Would you please copy every line below that includes the string "record"?

--- START ---

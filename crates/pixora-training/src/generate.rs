// SPDX-FileCopyrightText: 2026 Pixora Contributors
// SPDX-License-Identifier: MIT OR Apache-2.0

//! Paid image generation against base or user-trained models.

use std::sync::Arc;

use pixora_core::types::NewGeneratedImage;
use pixora_core::{ImageGenerator, ObjectStorage, PixoraError, StorageAdapter};
use pixora_credits::{CreditLedger, CreditReason, Pricing};
use serde::{Deserialize, Serialize};
use serde_json::{Map, Value};
use tracing::{debug, info, warn};
use uuid::Uuid;

pub const MAX_OUTPUTS: u32 = 4;

const IMAGE_FORMATS: &[&str] = &["webp", "png", "jpg", "jpeg"];

/// Body of `POST /api/generate`.
#[derive(Debug, Clone, Deserialize)]
pub struct GenerationRequest {
    /// `owner/name` or `owner/name:version`.
    pub model: String,
    pub prompt: String,
    #[serde(default = "default_num_outputs")]
    pub num_outputs: u32,
    pub output_format: Option<String>,
    pub aspect_ratio: Option<String>,
    pub num_inference_steps: Option<i64>,
    pub guidance: Option<f64>,
    /// Extra provider inputs, forwarded untouched.
    #[serde(default, flatten)]
    pub extra: Map<String, Value>,
}

fn default_num_outputs() -> u32 {
    1
}

impl GenerationRequest {
    fn validate(&self) -> Result<(), PixoraError> {
        if self.model.trim().is_empty() {
            return Err(PixoraError::Validation("model is required".into()));
        }
        if self.prompt.trim().is_empty() {
            return Err(PixoraError::Validation("prompt is required".into()));
        }
        if !(1..=MAX_OUTPUTS).contains(&self.num_outputs) {
            return Err(PixoraError::Validation(format!(
                "num_outputs must be between 1 and {MAX_OUTPUTS}"
            )));
        }
        Ok(())
    }

    /// Provider input object: the extras plus the typed fields.
    pub fn provider_input(&self) -> Value {
        let mut input = self.extra.clone();
        input.insert("prompt".into(), Value::from(self.prompt.clone()));
        input.insert("num_outputs".into(), Value::from(self.num_outputs));
        if let Some(v) = &self.output_format {
            input.insert("output_format".into(), Value::from(v.clone()));
        }
        if let Some(v) = &self.aspect_ratio {
            input.insert("aspect_ratio".into(), Value::from(v.clone()));
        }
        if let Some(v) = self.num_inference_steps {
            input.insert("num_inference_steps".into(), Value::from(v));
        }
        if let Some(v) = self.guidance {
            input.insert("guidance".into(), Value::from(v));
        }
        Value::Object(input)
    }
}

#[derive(Debug, Clone, PartialEq, Serialize)]
pub struct GenerationResult {
    pub images: Vec<String>,
    pub credits: i64,
}

/// File extension for a stored output: the requested format, else the
/// extension of the output URL, else `webp`.
fn image_extension(output_format: Option<&str>, url: &str) -> String {
    let from_url = url
        .split(['?', '#'])
        .next()
        .and_then(|path| path.rsplit_once('.'))
        .map(|(_, ext)| ext);
    output_format
        .into_iter()
        .chain(from_url)
        .map(str::to_ascii_lowercase)
        .find(|ext| IMAGE_FORMATS.contains(&ext.as_str()))
        .unwrap_or_else(|| "webp".to_string())
}

fn content_type(ext: &str) -> String {
    match ext {
        "jpg" => "image/jpeg".to_string(),
        other => format!("image/{other}"),
    }
}

pub struct ImageGenerationService {
    storage: Arc<dyn StorageAdapter>,
    generator: Arc<dyn ImageGenerator>,
    object_storage: Arc<dyn ObjectStorage>,
    ledger: CreditLedger,
    pricing: Pricing,
    bucket: String,
}

impl ImageGenerationService {
    /// Outputs are copied into `bucket` under `{owner}/genImg_<uuid>.<ext>`.
    pub fn new(
        storage: Arc<dyn StorageAdapter>,
        generator: Arc<dyn ImageGenerator>,
        object_storage: Arc<dyn ObjectStorage>,
        ledger: CreditLedger,
        pricing: Pricing,
        bucket: String,
    ) -> Self {
        Self {
            storage,
            generator,
            object_storage,
            ledger,
            pricing,
            bucket,
        }
    }

    /// Copy one provider output into the images bucket and return its file name.
    async fn store_output(
        &self,
        user_id: &str,
        url: &str,
        output_format: Option<&str>,
    ) -> Result<String, PixoraError> {
        let bytes = self.generator.download(url).await?;
        let ext = image_extension(output_format, url);
        let file_name = format!("genImg_{}.{ext}", Uuid::new_v4());
        self.object_storage
            .upload(
                &self.bucket,
                &format!("{user_id}/{file_name}"),
                bytes,
                &content_type(&ext),
            )
            .await?;
        debug!(user_id, file_name = %file_name, "generated image stored");
        Ok(file_name)
    }

    /// Charge, generate, store and record images. The charge is refunded if
    /// the provider call fails. An output that cannot be stored is still
    /// returned but left out of the gallery.
    pub async fn generate(
        &self,
        user_id: &str,
        request: &GenerationRequest,
    ) -> Result<GenerationResult, PixoraError> {
        request.validate()?;

        let cost = self.pricing.generation_cost(&request.model, request.num_outputs);
        let mut balance = self
            .ledger
            .decrement(user_id, cost, CreditReason::Generation, None)
            .await?;

        let images = match self.generator.run(&request.model, &request.provider_input()).await {
            Ok(images) => images,
            Err(e) => {
                warn!(user_id, model = %request.model, error = %e, "generation failed, refunding");
                if let Err(refund_err) = self
                    .ledger
                    .increment(user_id, cost, CreditReason::Refund, None)
                    .await
                {
                    warn!(user_id, amount = cost, error = %refund_err, "generation refund failed");
                }
                return Err(e);
            }
        };

        // Charge only for what came back.
        let missing = i64::from(request.num_outputs).saturating_sub(images.len() as i64);
        if missing > 0 {
            let refund = self.pricing.per_image(&request.model).saturating_mul(missing);
            match self
                .ledger
                .increment(user_id, refund, CreditReason::Refund, None)
                .await
            {
                Ok(b) => balance = b,
                Err(e) => warn!(user_id, amount = refund, error = %e, "partial generation refund failed"),
            }
        }

        for image in &images {
            let image_name = match self
                .store_output(user_id, image, request.output_format.as_deref())
                .await
            {
                Ok(name) => name,
                Err(e) => {
                    warn!(user_id, error = %e, "failed to store generated image");
                    continue;
                }
            };
            let row = NewGeneratedImage {
                user_id: user_id.to_string(),
                model_name: request.model.clone(),
                image_name,
                prompt: request.prompt.clone(),
                output_format: request.output_format.clone(),
                aspect_ratio: request.aspect_ratio.clone(),
                num_inference_steps: request.num_inference_steps,
                guidance: request.guidance,
            };
            if let Err(e) = self.storage.insert_generated_image(&row).await {
                warn!(user_id, error = %e, "failed to record generated image");
            }
        }
        if !images.is_empty()
            && let Err(e) = self
                .storage
                .increment_images_generated(user_id, images.len() as i64)
                .await
        {
            warn!(user_id, error = %e, "failed to bump images_generated");
        }

        info!(user_id, model = %request.model, count = images.len(), "images generated");
        Ok(GenerationResult {
            images,
            credits: balance,
        })
    }
}

#[cfg(test)]
mod tests {
    use super::*;

    fn request(json: &str) -> GenerationRequest {
        serde_json::from_str(json).unwrap()
    }

    #[test]
    fn num_outputs_defaults_to_one() {
        let r = request(r#"{"model":"black-forest-labs/flux-schnell","prompt":"a cat"}"#);
        assert_eq!(r.num_outputs, 1);
        assert!(r.validate().is_ok());
    }

    #[test]
    fn rejects_out_of_range_outputs_and_blank_prompt() {
        let r = request(r#"{"model":"m/x","prompt":"a cat","num_outputs":5}"#);
        assert!(matches!(r.validate(), Err(PixoraError::Validation(_))));
        let r = request(r#"{"model":"m/x","prompt":"a cat","num_outputs":0}"#);
        assert!(r.validate().is_err());
        let r = request(r#"{"model":"m/x","prompt":"   "}"#);
        assert!(r.validate().is_err());
    }

    #[test]
    fn extension_prefers_requested_format_then_url() {
        assert_eq!(image_extension(Some("PNG"), "https://x/out.webp"), "png");
        assert_eq!(image_extension(None, "https://x/out-0.jpg?sig=1"), "jpg");
        assert_eq!(image_extension(Some("gif"), "https://x/out"), "webp");
        assert_eq!(content_type("jpg"), "image/jpeg");
        assert_eq!(content_type("webp"), "image/webp");
    }

    #[test]
    fn provider_input_merges_extras() {
        let r = request(
            r#"{"model":"m/x","prompt":"a cat","num_outputs":2,"aspect_ratio":"16:9",
                "guidance":3.5,"go_fast":true,"megapixels":"1"}"#,
        );
        let input = r.provider_input();
        assert_eq!(input["prompt"], "a cat");
        assert_eq!(input["num_outputs"], 2);
        assert_eq!(input["aspect_ratio"], "16:9");
        assert_eq!(input["guidance"], 3.5);
        assert_eq!(input["go_fast"], true);
        assert_eq!(input["megapixels"], "1");
        assert!(input.get("output_format").is_none());
    }
}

--- END ---

-- WRITTEN RESPONSE --
    /// Charge, generate, store and record images. The charge is refunded if
                warn!(user_id, error = %e, "failed to record generated image");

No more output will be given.